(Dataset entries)
- - - -

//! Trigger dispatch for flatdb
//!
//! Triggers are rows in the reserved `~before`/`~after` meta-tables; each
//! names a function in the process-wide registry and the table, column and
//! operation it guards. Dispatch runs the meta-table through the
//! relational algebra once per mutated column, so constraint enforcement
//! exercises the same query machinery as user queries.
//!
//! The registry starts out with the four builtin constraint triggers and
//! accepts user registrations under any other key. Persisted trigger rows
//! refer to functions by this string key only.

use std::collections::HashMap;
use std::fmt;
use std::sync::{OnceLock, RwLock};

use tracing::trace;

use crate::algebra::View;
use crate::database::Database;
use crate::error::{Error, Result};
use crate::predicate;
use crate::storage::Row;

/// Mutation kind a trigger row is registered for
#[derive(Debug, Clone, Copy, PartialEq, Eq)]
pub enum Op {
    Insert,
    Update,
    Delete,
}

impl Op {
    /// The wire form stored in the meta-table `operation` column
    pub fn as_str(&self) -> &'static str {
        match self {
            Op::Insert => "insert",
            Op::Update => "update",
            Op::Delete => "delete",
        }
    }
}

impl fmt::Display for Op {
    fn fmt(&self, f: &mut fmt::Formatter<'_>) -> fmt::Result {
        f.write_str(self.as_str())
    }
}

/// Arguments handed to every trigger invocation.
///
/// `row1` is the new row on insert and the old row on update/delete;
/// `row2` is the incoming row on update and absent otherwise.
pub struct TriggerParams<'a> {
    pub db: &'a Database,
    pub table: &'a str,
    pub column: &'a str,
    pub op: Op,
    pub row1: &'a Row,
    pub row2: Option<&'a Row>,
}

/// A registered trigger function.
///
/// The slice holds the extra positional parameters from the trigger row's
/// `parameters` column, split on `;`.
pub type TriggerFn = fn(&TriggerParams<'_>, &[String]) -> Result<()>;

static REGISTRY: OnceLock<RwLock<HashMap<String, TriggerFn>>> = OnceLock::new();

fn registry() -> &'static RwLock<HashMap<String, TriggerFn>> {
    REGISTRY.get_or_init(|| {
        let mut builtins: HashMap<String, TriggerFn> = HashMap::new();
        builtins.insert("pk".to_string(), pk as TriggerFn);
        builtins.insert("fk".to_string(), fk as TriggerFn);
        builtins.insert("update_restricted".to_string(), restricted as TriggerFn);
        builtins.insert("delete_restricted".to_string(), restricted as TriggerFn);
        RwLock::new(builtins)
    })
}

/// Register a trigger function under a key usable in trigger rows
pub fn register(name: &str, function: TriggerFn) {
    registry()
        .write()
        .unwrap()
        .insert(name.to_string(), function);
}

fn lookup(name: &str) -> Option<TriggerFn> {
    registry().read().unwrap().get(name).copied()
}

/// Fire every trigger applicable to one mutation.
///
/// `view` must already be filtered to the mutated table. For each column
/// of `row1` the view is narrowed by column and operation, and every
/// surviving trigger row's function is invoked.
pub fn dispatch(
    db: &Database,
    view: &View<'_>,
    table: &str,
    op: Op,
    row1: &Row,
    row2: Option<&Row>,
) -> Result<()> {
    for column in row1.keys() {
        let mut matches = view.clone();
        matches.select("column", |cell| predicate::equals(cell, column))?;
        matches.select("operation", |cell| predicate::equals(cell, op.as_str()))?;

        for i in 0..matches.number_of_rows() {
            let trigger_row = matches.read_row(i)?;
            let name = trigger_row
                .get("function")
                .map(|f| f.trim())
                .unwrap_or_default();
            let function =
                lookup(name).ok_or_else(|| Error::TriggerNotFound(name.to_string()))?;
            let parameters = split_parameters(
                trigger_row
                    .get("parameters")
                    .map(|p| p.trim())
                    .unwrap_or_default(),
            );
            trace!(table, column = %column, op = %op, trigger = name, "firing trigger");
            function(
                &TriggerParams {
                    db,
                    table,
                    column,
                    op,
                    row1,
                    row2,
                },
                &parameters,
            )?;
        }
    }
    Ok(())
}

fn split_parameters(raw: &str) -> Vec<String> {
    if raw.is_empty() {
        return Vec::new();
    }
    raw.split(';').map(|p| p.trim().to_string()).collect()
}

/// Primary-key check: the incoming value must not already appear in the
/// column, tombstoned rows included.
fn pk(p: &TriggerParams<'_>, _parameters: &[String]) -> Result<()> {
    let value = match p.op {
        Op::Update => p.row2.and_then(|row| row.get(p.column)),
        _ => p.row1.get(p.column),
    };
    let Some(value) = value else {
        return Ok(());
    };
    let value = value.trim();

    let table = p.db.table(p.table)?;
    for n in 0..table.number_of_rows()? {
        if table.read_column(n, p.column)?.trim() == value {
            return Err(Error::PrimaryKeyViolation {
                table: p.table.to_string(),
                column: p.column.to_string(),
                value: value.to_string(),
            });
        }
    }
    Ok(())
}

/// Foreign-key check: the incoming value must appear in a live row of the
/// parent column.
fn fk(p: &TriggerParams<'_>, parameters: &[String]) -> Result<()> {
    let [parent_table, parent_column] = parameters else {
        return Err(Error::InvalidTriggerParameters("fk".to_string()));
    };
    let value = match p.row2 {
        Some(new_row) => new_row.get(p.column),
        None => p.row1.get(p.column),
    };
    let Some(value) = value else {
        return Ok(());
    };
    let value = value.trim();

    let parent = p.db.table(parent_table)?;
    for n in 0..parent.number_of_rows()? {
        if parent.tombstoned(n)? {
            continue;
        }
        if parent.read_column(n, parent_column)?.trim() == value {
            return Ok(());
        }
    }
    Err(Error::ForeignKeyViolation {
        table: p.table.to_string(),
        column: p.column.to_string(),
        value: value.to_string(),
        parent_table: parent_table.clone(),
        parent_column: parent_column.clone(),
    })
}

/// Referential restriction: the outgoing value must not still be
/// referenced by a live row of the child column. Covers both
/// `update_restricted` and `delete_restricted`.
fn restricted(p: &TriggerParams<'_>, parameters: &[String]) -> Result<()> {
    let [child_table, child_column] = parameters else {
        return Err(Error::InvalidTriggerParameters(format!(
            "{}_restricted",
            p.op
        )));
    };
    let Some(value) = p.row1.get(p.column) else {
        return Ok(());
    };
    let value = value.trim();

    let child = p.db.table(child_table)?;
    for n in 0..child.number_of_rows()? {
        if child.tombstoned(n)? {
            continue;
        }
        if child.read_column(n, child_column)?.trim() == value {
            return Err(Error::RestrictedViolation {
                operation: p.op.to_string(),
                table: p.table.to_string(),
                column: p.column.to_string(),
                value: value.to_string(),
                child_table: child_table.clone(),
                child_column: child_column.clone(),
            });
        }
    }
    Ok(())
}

- - - -

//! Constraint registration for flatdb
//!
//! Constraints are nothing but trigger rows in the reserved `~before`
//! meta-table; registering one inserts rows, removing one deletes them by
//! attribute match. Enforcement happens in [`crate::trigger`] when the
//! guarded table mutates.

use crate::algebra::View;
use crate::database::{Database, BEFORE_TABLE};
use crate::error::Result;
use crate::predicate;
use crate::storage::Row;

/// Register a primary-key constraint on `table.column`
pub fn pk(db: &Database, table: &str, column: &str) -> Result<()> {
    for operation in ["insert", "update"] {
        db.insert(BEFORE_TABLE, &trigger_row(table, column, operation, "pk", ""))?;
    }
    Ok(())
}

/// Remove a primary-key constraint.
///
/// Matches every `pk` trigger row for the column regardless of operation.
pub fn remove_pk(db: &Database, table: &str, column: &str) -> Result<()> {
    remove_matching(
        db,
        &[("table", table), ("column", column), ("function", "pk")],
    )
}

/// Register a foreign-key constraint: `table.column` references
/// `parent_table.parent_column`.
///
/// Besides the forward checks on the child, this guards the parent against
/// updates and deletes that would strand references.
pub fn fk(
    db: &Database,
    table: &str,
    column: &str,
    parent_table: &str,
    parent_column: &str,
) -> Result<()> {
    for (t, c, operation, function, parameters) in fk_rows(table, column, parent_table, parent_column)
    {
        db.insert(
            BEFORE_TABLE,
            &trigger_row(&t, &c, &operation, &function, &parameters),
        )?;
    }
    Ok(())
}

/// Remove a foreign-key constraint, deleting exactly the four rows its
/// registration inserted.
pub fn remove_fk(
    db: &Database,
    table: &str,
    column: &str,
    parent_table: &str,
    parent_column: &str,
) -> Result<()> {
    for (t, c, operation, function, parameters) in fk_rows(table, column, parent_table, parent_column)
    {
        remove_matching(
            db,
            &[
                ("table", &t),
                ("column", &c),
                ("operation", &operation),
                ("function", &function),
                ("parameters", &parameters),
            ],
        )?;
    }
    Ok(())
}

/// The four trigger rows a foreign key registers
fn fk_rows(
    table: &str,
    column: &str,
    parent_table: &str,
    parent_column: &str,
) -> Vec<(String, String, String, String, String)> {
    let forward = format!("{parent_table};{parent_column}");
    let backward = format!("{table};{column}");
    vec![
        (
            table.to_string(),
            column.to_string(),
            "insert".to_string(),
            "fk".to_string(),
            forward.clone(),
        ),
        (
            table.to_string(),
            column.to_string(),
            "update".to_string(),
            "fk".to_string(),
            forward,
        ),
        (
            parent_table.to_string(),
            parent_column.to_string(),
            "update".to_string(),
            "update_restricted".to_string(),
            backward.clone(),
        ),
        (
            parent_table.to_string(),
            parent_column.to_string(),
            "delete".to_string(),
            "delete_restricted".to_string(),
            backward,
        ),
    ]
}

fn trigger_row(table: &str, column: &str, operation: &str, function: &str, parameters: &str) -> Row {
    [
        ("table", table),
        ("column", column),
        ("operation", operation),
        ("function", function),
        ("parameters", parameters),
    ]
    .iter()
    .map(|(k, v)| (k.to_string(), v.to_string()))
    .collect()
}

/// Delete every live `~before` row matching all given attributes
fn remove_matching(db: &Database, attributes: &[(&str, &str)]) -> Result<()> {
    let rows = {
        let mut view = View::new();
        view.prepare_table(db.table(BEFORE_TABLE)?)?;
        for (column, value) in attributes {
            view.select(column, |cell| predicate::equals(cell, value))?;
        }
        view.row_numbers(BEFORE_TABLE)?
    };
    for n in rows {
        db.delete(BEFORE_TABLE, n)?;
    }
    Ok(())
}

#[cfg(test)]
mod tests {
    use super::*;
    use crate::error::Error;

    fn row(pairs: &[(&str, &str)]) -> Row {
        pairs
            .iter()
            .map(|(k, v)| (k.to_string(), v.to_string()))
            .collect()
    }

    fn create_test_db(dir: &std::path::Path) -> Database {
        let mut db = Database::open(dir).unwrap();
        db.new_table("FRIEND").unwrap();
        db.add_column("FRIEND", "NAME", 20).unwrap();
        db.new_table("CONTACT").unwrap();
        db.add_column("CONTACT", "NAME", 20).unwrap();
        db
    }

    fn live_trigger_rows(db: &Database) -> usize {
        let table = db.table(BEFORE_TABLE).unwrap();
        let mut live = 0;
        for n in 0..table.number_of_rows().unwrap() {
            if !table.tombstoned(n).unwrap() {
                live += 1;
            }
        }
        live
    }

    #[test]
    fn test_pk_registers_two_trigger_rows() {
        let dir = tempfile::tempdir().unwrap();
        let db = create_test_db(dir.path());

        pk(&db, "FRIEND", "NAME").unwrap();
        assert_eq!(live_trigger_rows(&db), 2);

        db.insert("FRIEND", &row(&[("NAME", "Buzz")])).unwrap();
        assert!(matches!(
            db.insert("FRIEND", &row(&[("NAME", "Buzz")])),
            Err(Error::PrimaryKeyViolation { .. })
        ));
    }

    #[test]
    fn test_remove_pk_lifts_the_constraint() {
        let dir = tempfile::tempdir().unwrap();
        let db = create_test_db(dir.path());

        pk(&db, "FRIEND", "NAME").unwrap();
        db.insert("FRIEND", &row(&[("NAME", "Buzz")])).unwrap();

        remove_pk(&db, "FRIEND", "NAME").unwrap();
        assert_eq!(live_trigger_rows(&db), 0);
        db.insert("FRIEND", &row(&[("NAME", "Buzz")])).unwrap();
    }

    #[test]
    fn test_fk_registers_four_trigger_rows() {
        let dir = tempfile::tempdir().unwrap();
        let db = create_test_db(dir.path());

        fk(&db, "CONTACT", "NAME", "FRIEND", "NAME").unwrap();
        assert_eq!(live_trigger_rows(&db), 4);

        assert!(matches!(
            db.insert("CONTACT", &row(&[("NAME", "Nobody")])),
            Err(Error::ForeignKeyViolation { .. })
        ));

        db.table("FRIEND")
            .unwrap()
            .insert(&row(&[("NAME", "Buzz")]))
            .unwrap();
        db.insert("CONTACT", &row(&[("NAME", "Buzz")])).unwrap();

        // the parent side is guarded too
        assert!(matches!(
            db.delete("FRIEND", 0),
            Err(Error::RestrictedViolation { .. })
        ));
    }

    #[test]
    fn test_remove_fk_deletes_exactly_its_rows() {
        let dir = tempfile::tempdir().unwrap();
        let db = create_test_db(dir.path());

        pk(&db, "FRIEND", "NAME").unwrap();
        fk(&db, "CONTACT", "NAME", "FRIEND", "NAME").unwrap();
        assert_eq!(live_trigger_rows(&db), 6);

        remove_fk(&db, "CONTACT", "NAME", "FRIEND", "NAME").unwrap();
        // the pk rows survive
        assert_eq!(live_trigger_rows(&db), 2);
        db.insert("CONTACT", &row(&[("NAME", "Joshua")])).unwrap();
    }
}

- - - -

Required work:
Your reply should be one number: the count of lines above that hold the word "references".

Written response:
2